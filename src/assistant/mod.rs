//! The request orchestrator: validation, context injection, moderation,
//! caching, the remote completion call, and the bookkeeping that follows.

pub mod prompt;
pub mod types;

use crate::config::Config;
use crate::context::ContextSelector;
use crate::database::{DatabaseManager, NewLogEntry};
use crate::datasets::{DatasetStore, EMPLOYEES};
use crate::error::AppError;
use crate::openai::CompletionApi;
use crate::openai::types::{ChatCompletionRequest, ChatMessage};
use crate::cache::response::ResponseCache;
use prompt::{
    DEFAULT_PERSONA, FALLBACK_EMPTY, FALLBACK_UNEXPECTED, HISTORY_LIMIT, PERSONAS,
    REPORT_FALLBACK_EMPTY, REPORT_FALLBACK_UNEXPECTED, REPORT_LOG_PROMPT, REPORT_PERSONA,
    REPORT_SYSTEM_PROMPT,
};
use rust_decimal::Decimal;
use serde_json::Value;
use std::sync::Arc;
use tracing::{debug, warn};
use types::{AssistantRequest, AssistantResponse, GenerateOutcome};

const CHAT_TEMPERATURE: f32 = 0.5;
const REPORT_TEMPERATURE: f32 = 0.4;
const MAX_COMPLETION_TOKENS: u32 = 1500;

pub const MODERATION_FLAGGED_MESSAGE: &str =
    "Your prompt was flagged by our content moderation system";
pub const PROHIBITED_CONTENT_MESSAGE: &str = "Your prompt contains prohibited content";

struct ValidatedRequest {
    prompt: String,
    persona: String,
    history: Vec<ChatMessage>,
}

pub struct AssistantService {
    config: Config,
    selector: ContextSelector,
    completion: Arc<dyn CompletionApi>,
    cache: ResponseCache,
    database: Arc<dyn DatabaseManager>,
}

impl AssistantService {
    pub fn new(
        config: Config,
        completion: Arc<dyn CompletionApi>,
        cache: ResponseCache,
        database: Arc<dyn DatabaseManager>,
    ) -> Self {
        let selector = ContextSelector::new(DatasetStore::new(&config.datasets.path));
        Self {
            config,
            selector,
            completion,
            cache,
            database,
        }
    }

    /// The end-to-end assistant flow. Only validation, moderation, and the
    /// remote call can fail the request; log and usage writes are swallowed.
    pub async fn generate(
        &self,
        request: AssistantRequest,
        user_id: Option<i32>,
    ) -> Result<GenerateOutcome, AppError> {
        let validated = self.validate(request)?;

        let context = self.selector.select(&validated.prompt);
        let context_used = context.is_some();
        let augmented = prompt::augment(&validated.prompt, context.as_deref());

        self.moderation_gate(&validated.prompt).await?;

        let cache_key = ResponseCache::key(
            &augmented,
            &validated.persona,
            &history_values(&validated.history),
        );

        if !context_used {
            if let Some(payload) = self.cache.get(&cache_key).await {
                if let Ok(response) = serde_json::from_value::<AssistantResponse>(payload) {
                    debug!("serving assistant response from cache");
                    return Ok(GenerateOutcome {
                        response,
                        from_cache: true,
                        log_persisted: false,
                        usage_recorded: false,
                    });
                }
            }
        }

        let mut messages = vec![ChatMessage::system(prompt::system_prompt(
            &validated.persona,
        ))];
        messages.extend(validated.history.iter().cloned());
        messages.push(ChatMessage::user(augmented.clone()));

        let completion = self
            .completion
            .chat_complete(ChatCompletionRequest {
                model: self.config.openai.model.clone(),
                messages,
                temperature: CHAT_TEMPERATURE,
                max_tokens: MAX_COMPLETION_TOKENS,
            })
            .await?;

        let reply = extract_reply(
            completion.content_text(),
            FALLBACK_UNEXPECTED,
            FALLBACK_EMPTY,
        );

        let model_used = completion
            .model
            .clone()
            .unwrap_or_else(|| self.config.openai.model.clone());
        let tokens = count_tokens(&completion, &augmented, &reply);
        let cost = prompt::estimate_cost(tokens, &model_used);

        let (log_id, log_persisted) = self
            .persist_log(NewLogEntry {
                user_id,
                prompt: validated.prompt.clone(),
                response: reply.clone(),
                model: Some(model_used),
                tokens_used: Some(tokens.min(i32::MAX as i64) as i32),
                cost: Some(cost),
                persona: validated.persona.clone(),
                context_used,
            })
            .await;

        let usage_recorded = self.record_usage(user_id, tokens, cost).await;

        let response = AssistantResponse {
            id: log_id,
            reply,
            timestamp: chrono::Utc::now().to_rfc3339(),
        };

        if !context_used {
            if let Ok(payload) = serde_json::to_value(&response) {
                if let Err(e) = self.cache.put(&cache_key, payload).await {
                    warn!("response cache write failed: {}", e);
                }
            }
        }

        Ok(GenerateOutcome {
            response,
            from_cache: false,
            log_persisted,
            usage_recorded,
        })
    }

    /// Trend summary over the employee dataset with a fixed prompt template.
    pub async fn generate_report(
        &self,
        user_id: Option<i32>,
    ) -> Result<GenerateOutcome, AppError> {
        let employees = DatasetStore::new(&self.config.datasets.path).dataset(EMPLOYEES);
        if employees.is_empty() {
            return Err(AppError::NotFound(
                "Employee data required for the report is currently unavailable.".to_string(),
            ));
        }

        let data = serde_json::to_string(&employees)
            .map_err(|e| AppError::Internal(format!("dataset serialization failed: {}", e)))?;
        let report_prompt = prompt::report_prompt(&data);

        let completion = self
            .completion
            .chat_complete(ChatCompletionRequest {
                model: self.config.openai.model.clone(),
                messages: vec![
                    ChatMessage::system(REPORT_SYSTEM_PROMPT),
                    ChatMessage::user(report_prompt.clone()),
                ],
                temperature: REPORT_TEMPERATURE,
                max_tokens: MAX_COMPLETION_TOKENS,
            })
            .await?;

        let reply = extract_reply(
            completion.content_text(),
            REPORT_FALLBACK_UNEXPECTED,
            REPORT_FALLBACK_EMPTY,
        );

        let model_used = completion
            .model
            .clone()
            .unwrap_or_else(|| self.config.openai.model.clone());
        let tokens = count_tokens(&completion, &report_prompt, &reply);
        let cost = prompt::estimate_cost(tokens, &model_used);

        let (log_id, log_persisted) = self
            .persist_log(NewLogEntry {
                user_id,
                prompt: REPORT_LOG_PROMPT.to_string(),
                response: reply.clone(),
                model: Some(model_used),
                tokens_used: Some(tokens.min(i32::MAX as i64) as i32),
                cost: Some(cost),
                persona: REPORT_PERSONA.to_string(),
                context_used: true,
            })
            .await;

        let usage_recorded = self.record_usage(user_id, tokens, cost).await;

        Ok(GenerateOutcome {
            response: AssistantResponse {
                id: log_id,
                reply,
                timestamp: chrono::Utc::now().to_rfc3339(),
            },
            from_cache: false,
            log_persisted,
            usage_recorded,
        })
    }

    fn validate(&self, request: AssistantRequest) -> Result<ValidatedRequest, AppError> {
        let prompt = request
            .prompt
            .as_deref()
            .map(str::trim)
            .filter(|p| !p.is_empty())
            .ok_or_else(|| AppError::Validation("The prompt field is required".to_string()))?
            .to_string();

        if prompt.chars().count() > self.config.limits.max_prompt_length {
            return Err(AppError::Validation(format!(
                "Your prompt exceeds the maximum length of {} characters",
                self.config.limits.max_prompt_length
            )));
        }

        if self.config.moderation.enabled {
            let lowered = prompt.to_lowercase();
            if self
                .config
                .moderation
                .prohibited_terms
                .iter()
                .any(|term| lowered.contains(&term.to_lowercase()))
            {
                return Err(AppError::Moderation(PROHIBITED_CONTENT_MESSAGE.to_string()));
            }
        }

        let persona = match request.persona.as_deref() {
            None | Some("") => DEFAULT_PERSONA.to_string(),
            Some(p) if PERSONAS.contains(&p) => p.to_string(),
            Some(p) => {
                return Err(AppError::Validation(format!("Invalid persona: {}", p)));
            }
        };

        let history = trim_history(request.previous_messages.unwrap_or_default());

        Ok(ValidatedRequest {
            prompt,
            persona,
            history,
        })
    }

    async fn moderation_gate(&self, prompt: &str) -> Result<(), AppError> {
        if !self.config.moderation.enabled {
            return Ok(());
        }
        let result = self.completion.moderate(prompt).await?;
        if result.flagged() {
            return Err(AppError::Moderation(MODERATION_FLAGGED_MESSAGE.to_string()));
        }
        Ok(())
    }

    async fn persist_log(&self, entry: NewLogEntry) -> (Option<i32>, bool) {
        match self.database.logs().create(entry).await {
            Ok(log) => (Some(log.id), true),
            Err(e) => {
                warn!("failed to persist interaction log: {}", e);
                (None, false)
            }
        }
    }

    async fn record_usage(&self, user_id: Option<i32>, tokens: i64, cost: Decimal) -> bool {
        let Some(user_id) = user_id else {
            return false;
        };
        if tokens <= 0 {
            return false;
        }

        let month = crate::database::dao::usage::current_month();
        match self
            .database
            .usage()
            .record(user_id, &month, tokens, cost)
            .await
        {
            Ok(()) => true,
            Err(e) => {
                warn!(user_id, "failed to record usage: {}", e);
                false
            }
        }
    }
}

/// Keep the last few turns, dropping anything that is not a well-formed
/// {role, content} pair with a known role.
fn trim_history(messages: Vec<Value>) -> Vec<ChatMessage> {
    let start = messages.len().saturating_sub(HISTORY_LIMIT);
    messages[start..]
        .iter()
        .filter_map(|entry| {
            let role = entry.get("role")?.as_str()?;
            let content = entry.get("content")?.as_str()?;
            if matches!(role, "user" | "assistant" | "system") {
                Some(ChatMessage::new(role, content))
            } else {
                None
            }
        })
        .collect()
}

fn history_values(history: &[ChatMessage]) -> Vec<Value> {
    history
        .iter()
        .filter_map(|m| serde_json::to_value(m).ok())
        .collect()
}

fn extract_reply(
    content: Option<&str>,
    unexpected_fallback: &str,
    empty_fallback: &str,
) -> String {
    match content {
        None => {
            warn!("provider response had missing or non-text content");
            unexpected_fallback.to_string()
        }
        Some(text) if text.trim().is_empty() => empty_fallback.to_string(),
        Some(text) => text.trim().to_string(),
    }
}

/// Prefer provider-reported counts, fall back to character estimates.
fn count_tokens(
    completion: &crate::openai::types::ChatCompletionResponse,
    sent: &str,
    reply: &str,
) -> i64 {
    let usage = completion.usage.unwrap_or_default();
    if let Some(total) = usage.total_tokens {
        return total.max(0);
    }
    let prompt_tokens = usage
        .prompt_tokens
        .unwrap_or_else(|| prompt::estimate_tokens(sent));
    let completion_tokens = usage
        .completion_tokens
        .unwrap_or_else(|| prompt::estimate_tokens(reply));
    (prompt_tokens + completion_tokens).max(0)
}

--------------------------------

Problem
Which of the lines above hold the word "DatasetStore"? Copy each one.

Answer space
use crate::datasets::{DatasetStore, EMPLOYEES};
        let selector = ContextSelector::new(DatasetStore::new(&config.datasets.path));
        let employees = DatasetStore::new(&self.config.datasets.path).dataset(EMPLOYEES);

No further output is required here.